Re: Nitpick with FLOOR etc. Aubrey Jaffer 02 Aug 2005 16:15 UTC

 | Date: Tue, 02 Aug 2005 10:16:19 -0400
 | From: Paul Schlie <xxxxxx@comcast.net>
 |
 | > From: Aubrey Jaffer <xxxxxx@alum.mit.edu>
 | > Inverting +/0. or -/0. returns 0.0.  So the name "error object"
 | > wouldn't seem to apply either.
 |
 | - I still don't understand how it's acceptable for (/ 1/-0.0) => 0.0, as
 |   it seems neither necessary, nor desirable to propagate IEEE-754 mistake.

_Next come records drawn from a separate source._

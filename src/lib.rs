#[macro_use]
extern crate rocket;

pub mod config;
pub mod database;
pub mod db;
pub mod error;
pub mod import;
pub mod models;
pub mod request_logger;
pub mod routes;

use crate::config::ImportConfig;
use crate::db::CrmDb;
use crate::import::{JobRegistry, LeadImporter, PgLeadRepository, RuleRegistry};
use crate::request_logger::RequestLogger;
use env_logger::Env;
use rocket::fairing::AdHoc;
use rocket::http::Method;
use rocket::{Build, Rocket};
use rocket_cors::{AllowedOrigins, CorsOptions};
use rocket_db_pools::Database;
use rocket_okapi::{
    openapi_get_routes,
    rapidoc::{GeneralConfig, HideShowConfig, RapiDocConfig, make_rapidoc},
    settings::UrlObject,
    swagger_ui::{SwaggerUIConfig, make_swagger_ui},
};
use std::sync::{Arc, Once};

static LOGGER: Once = Once::new();

pub fn init_logger() {
    LOGGER.call_once(|| {
        env_logger::Builder::from_env(
            Env::default().default_filter_or("info,rocket::server=warn,rocket::request=warn"),
        )
        .init();
    });
}

/// Load the rule registry, including `IMPORT_RULES_DIR` when configured.
pub fn load_rules(config: &ImportConfig) -> Result<RuleRegistry, import::rules::RulesError> {
    match &config.rules_dir {
        Some(dir) => RuleRegistry::with_directory(dir),
        None => RuleRegistry::builtin(),
    }
}

pub fn rocket() -> Rocket<Build> {
    init_logger();

    let cors = CorsOptions::default()
        .allowed_origins(AllowedOrigins::all())
        .allowed_methods(
            vec![Method::Get, Method::Post]
                .into_iter()
                .map(From::from)
                .collect(),
        )
        .allow_credentials(true)
        .to_cors()
        .expect("Error creating CORS");

    rocket::build()
        .attach(RequestLogger)
        .attach(CrmDb::init())
        .attach(cors)
        // Run database migrations on startup
        .attach(AdHoc::try_on_ignite(
            "Run Migrations",
            |rocket| async move {
                match CrmDb::fetch(&rocket) {
                    Some(db) => match database::run_migrations(db).await {
                        Ok(_) => Ok(rocket),
                        Err(e) => {
                            log::error!("database migrations failed: {}", e);
                            Err(rocket)
                        }
                    },
                    None => {
                        log::error!("database pool not available for migrations");
                        Err(rocket)
                    }
                }
            },
        ))
        // Build the import engine over the managed pool
        .attach(AdHoc::try_on_ignite(
            "Import Engine",
            |rocket| async move {
                let Some(db) = CrmDb::fetch(&rocket) else {
                    log::error!("database pool not available for the import engine");
                    return Err(rocket);
                };
                let pool = (**db).clone();

                let config = ImportConfig::from_env();
                let rules = match load_rules(&config) {
                    Ok(rules) => rules,
                    Err(e) => {
                        log::error!("failed to load import rule sets: {}", e);
                        return Err(rocket);
                    }
                };
                log::info!(
                    "import engine ready: source kinds [{}], batch size {}, {} workers",
                    rules.kinds().join(", "),
                    config.batch_size,
                    config.workers
                );

                let repository = Arc::new(PgLeadRepository::new(
                    pool.clone(),
                    config.lookup_chunk_size,
                ));
                let importer = LeadImporter::new(repository, Arc::new(rules), config.clone());
                let jobs = JobRegistry::with_retention(config.job_retention);

                Ok(rocket
                    .manage(pool)
                    .manage(config)
                    .manage(importer)
                    .manage(jobs))
            },
        ))
        .mount(
            "/api/v1",
            openapi_get_routes![
                // Health routes
                routes::health::health_check,
                routes::health::readiness_check,
                // Import routes
                routes::imports::get_import,
                routes::imports::cancel_import,
                routes::imports::list_source_kinds,
            ],
        )
        // Streams a raw body, so it stays out of the generated document
        .mount("/api/v1", routes![routes::imports::start_import])
        .mount(
            "/api/docs/swagger/",
            make_swagger_ui(&SwaggerUIConfig {
                url: "../../v1/openapi.json".to_owned(),
                ..Default::default()
            }),
        )
        .mount(
            "/api/docs/rapidoc/",
            make_rapidoc(&RapiDocConfig {
                general: GeneralConfig {
                    spec_urls: vec![UrlObject::new("Lead Import API", "../../v1/openapi.json")],
                    ..Default::default()
                },
                hide_show: HideShowConfig {
                    allow_spec_url_load: false,
                    allow_spec_file_load: false,
                    ..Default::default()
                },
                ..Default::default()
            }),
        )
}
//! Declarative column rules per export vocabulary.
//!
//! Each source kind (CRM export, ad-platform lead form, ...) is described by
//! a [`RuleSet`]: for every logical [`LeadField`] an ordered list of exact
//! header names and an ordered list of case-insensitive patterns. Rule sets
//! are plain JSON, so supporting a new export tool means dropping a file in
//! `IMPORT_RULES_DIR` rather than touching code.

use crate::import::data_structures::LeadField;
use regex::{Regex, RegexBuilder};
use serde::{Deserialize, Serialize};
use std::collections::{BTreeMap, HashMap};
use std::path::Path;
use thiserror::Error;

const BUILTIN_CRM: &str = include_str!("rules/crm.json");
const BUILTIN_ADS: &str = include_str!("rules/ads.json");

#[derive(Debug, Error)]
pub enum RulesError {
    #[error("invalid rule set JSON: {0}")]
    Json(#[from] serde_json::Error),
    #[error("rule set '{set}': invalid pattern '{pattern}' for {field:?}: {source}")]
    Pattern {
        set: String,
        field: LeadField,
        pattern: String,
        #[source]
        source: regex::Error,
    },
    #[error("failed to read rule directory {path}: {source}")]
    Io {
        path: String,
        #[source]
        source: std::io::Error,
    },
}

/// Exact-then-pattern header rule for one logical field.
#[derive(Debug, Clone, Default, Serialize, Deserialize)]
pub struct FieldRule {
    /// Header names checked verbatim, highest priority first.
    #[serde(default)]
    pub exact: Vec<String>,
    /// Case-insensitive regular expressions checked against every header.
    #[serde(default)]
    pub patterns: Vec<String>,
}

/// Serialized description of one export vocabulary.
#[derive(Debug, Clone, Serialize, Deserialize)]
pub struct RuleSet {
    /// Source kind key used by callers (`crm`, `ads`, ...).
    pub name: String,
    /// Human-readable label used in the import tag name.
    pub label: String,
    /// Color given to import tags created for this source kind.
    #[serde(default)]
    pub tag_color: Option<String>,
    pub fields: BTreeMap<LeadField, FieldRule>,
}

impl RuleSet {
    pub fn from_json(json: &str) -> Result<Self, RulesError> {
        Ok(serde_json::from_str(json)?)
    }
}

/// A field rule with its patterns compiled.
#[derive(Debug, Clone)]
pub struct CompiledFieldRule {
    pub exact: Vec<String>,
    pub patterns: Vec<Regex>,
}

impl CompiledFieldRule {
    pub fn matches_pattern(&self, header: &str) -> bool {
        self.patterns.iter().any(|p| p.is_match(header))
    }
}

/// A [`RuleSet`] ready for consolidation.
#[derive(Debug, Clone)]
pub struct CompiledRules {
    pub name: String,
    pub label: String,
    pub tag_color: Option<String>,
    fields: HashMap<LeadField, CompiledFieldRule>,
}

impl CompiledRules {
    pub fn compile(set: RuleSet) -> Result<Self, RulesError> {
        let mut fields = HashMap::with_capacity(set.fields.len());

        for (field, rule) in set.fields {
            let patterns = rule
                .patterns
                .iter()
                .map(|pattern| {
                    RegexBuilder::new(pattern)
                        .case_insensitive(true)
                        .build()
                        .map_err(|source| RulesError::Pattern {
                            set: set.name.clone(),
                            field,
                            pattern: pattern.clone(),
                            source,
                        })
                })
                .collect::<Result<Vec<_>, _>>()?;

            fields.insert(
                field,
                CompiledFieldRule {
                    exact: rule.exact,
                    patterns,
                },
            );
        }

        Ok(Self {
            name: set.name,
            label: set.label,
            tag_color: set.tag_color,
            fields,
        })
    }

    /// Rule for `field`, if the vocabulary defines one.
    pub fn field(&self, field: LeadField) -> Option<&CompiledFieldRule> {
        self.fields.get(&field)
    }
}

/// All known source kinds, keyed by [`RuleSet::name`].
#[derive(Debug, Clone)]
pub struct RuleRegistry {
    sets: HashMap<String, CompiledRules>,
}

impl RuleRegistry {
    /// Registry with the built-in `crm` and `ads` vocabularies.
    pub fn builtin() -> Result<Self, RulesError> {
        let mut registry = Self {
            sets: HashMap::new(),
        };
        registry.register(RuleSet::from_json(BUILTIN_CRM)?)?;
        registry.register(RuleSet::from_json(BUILTIN_ADS)?)?;
        Ok(registry)
    }

    /// Built-ins plus every `*.json` rule set found in `dir`.
    ///
    /// A file whose `name` matches a built-in replaces it.
    pub fn with_directory(dir: &Path) -> Result<Self, RulesError> {
        let mut registry = Self::builtin()?;

        let io_err = |source| RulesError::Io {
            path: dir.display().to_string(),
            source,
        };

        let mut paths: Vec<_> = std::fs::read_dir(dir)
            .map_err(io_err)?
            .filter_map(|entry| entry.ok().map(|e| e.path()))
            .filter(|path| path.extension().is_some_and(|ext| ext == "json"))
            .collect();
        paths.sort();

        for path in paths {
            let json = std::fs::read_to_string(&path).map_err(|source| RulesError::Io {
                path: path.display().to_string(),
                source,
            })?;
            let set = RuleSet::from_json(&json)?;
            log::info!("loaded import rule set '{}' from {}", set.name, path.display());
            registry.register(set)?;
        }

        Ok(registry)
    }

    pub fn register(&mut self, set: RuleSet) -> Result<(), RulesError> {
        let compiled = CompiledRules::compile(set)?;
        self.sets.insert(compiled.name.clone(), compiled);
        Ok(())
    }

    pub fn get(&self, source_kind: &str) -> Option<&CompiledRules> {
        self.sets.get(source_kind)
    }

    pub fn kinds(&self) -> Vec<&str> {
        let mut kinds: Vec<&str> = self.sets.keys().map(String::as_str).collect();
        kinds.sort_unstable();
        kinds
    }
}

#[cfg(test)]
mod tests {
    use super::*;
    use std::io::Write;

    #[test]
    fn test_builtin_registry_has_both_vocabularies() {
        let registry = RuleRegistry::builtin().expect("builtins compile");
        assert_eq!(registry.kinds(), vec!["ads", "crm"]);

        let crm = registry.get("crm").expect("crm rules");
        let phone = crm.field(LeadField::Phone).expect("phone rule");
        assert_eq!(phone.exact[0], "Celular");
        assert!(phone.matches_pattern("Telefone Comercial"));
        assert!(phone.matches_pattern("WHATSAPP"));
        assert!(!phone.matches_pattern("Empresa"));
    }

    #[test]
    fn test_invalid_pattern_is_reported() {
        let json = r#"{"name":"bad","label":"Bad","fields":{"phone":{"patterns":["("]}}}"#;
        let set = RuleSet::from_json(json).expect("valid JSON");
        let err = CompiledRules::compile(set).expect_err("pattern must fail");
        assert!(matches!(err, RulesError::Pattern { field: LeadField::Phone, .. }));
    }

    #[test]
    fn test_directory_adds_third_vocabulary() {
        let dir = tempfile::tempdir().expect("temp dir");
        let mut file = std::fs::File::create(dir.path().join("hubspot.json")).expect("create");
        file.write_all(
            br#"{"name":"hubspot","label":"HubSpot","fields":{
                "name":{"exact":["First Name"]},
                "email":{"exact":["Email Address"],"patterns":["mail"]}}}"#,
        )
        .expect("write");

        let registry = RuleRegistry::with_directory(dir.path()).expect("registry");
        assert_eq!(registry.kinds(), vec!["ads", "crm", "hubspot"]);
        let hubspot = registry.get("hubspot").expect("hubspot");
        assert!(hubspot.field(LeadField::Phone).is_none());
        assert_eq!(hubspot.label, "HubSpot");
    }
}
//! Phone canonicalization used as the deduplication key.
//!
//! National Brazilian numbers (DDD + 8/9 digit subscriber) get the `55`
//! country code prepended. Anything else is passed through as bare digits
//! so a malformed phone never causes the lead itself to be discarded.

/// Country code prepended to national numbers.
pub const COUNTRY_CODE: &str = "55";

/// Canonicalize a raw phone string into a digit-only dialable string.
///
/// ```rust,ignore
/// assert_eq!(normalize("(11) 98888-7777"), "5511988887777");
/// assert_eq!(normalize("5511988887777"), "5511988887777");
/// assert_eq!(normalize(""), "");
/// ```
pub fn normalize(raw: &str) -> String {
    let digits: String = raw.chars().filter(|c| c.is_ascii_digit()).collect();

    if digits.len() >= 12 && digits.starts_with(COUNTRY_CODE) {
        return digits;
    }

    if digits.len() == 10 || digits.len() == 11 {
        return format!("{COUNTRY_CODE}{digits}");
    }

    digits
}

(limit / -/0. -1.0e222) ==> 0.0

The limit, as x approaches -/0. from -1e222, of (/ x) is 0.0.

 | >  | This brings up an important distinction in "infinities;"
 | >  | When you divide by exact zero you get an absolute infinity.
 | >  | (which, perversely, is neither positive nor negative, because
 | >  | exact zero isn't positive or negative.) Call this EO1.
 | >
 | > We have already covered this ground.  Division by zero is undefined;
 | > SRFI-70 extends division by returning infinities in these cases:
 | > (/ -5. 0) ==> -/0.; (/ 1. 0) ==> +/0., which are consistent with
 | > the one-sided limits:
 | >
 | > (limit / 0 1.0e-9)                              ==> +/0.
 | > (limit / 0 -1.0e-9)                             ==> -/0.
 |
 | - however as multiplication by 0 should result in 0, 0/x => 0
 |   regardless of its denominator.

There is no multiplication by 0 here; (limit / 0 1.0e-9) is the limit,
as x approaches 0 from 1e-9, of (/ x).

 | >  | When you divide 1 by (say) 5e-323, you get a different kind of
 | >  | EO, which is "results too large to represent" but which
 | >  | is often mistaken for an actual infinity.   Call this EO2.
 | >
 | > The result of division by zero was chosen to be the same as the result
 | > of (/ 1 5e-323).  We could split +/0 into any number of regions.  One
 | > was chosen, which happens to be supported by IEEE-754.
 |
 | - who's model of infinitesimals isn't likely something worthy of
 |   mimicking.

SRFI-70 does not incorporate infinitesimals, IEEE or otherwise.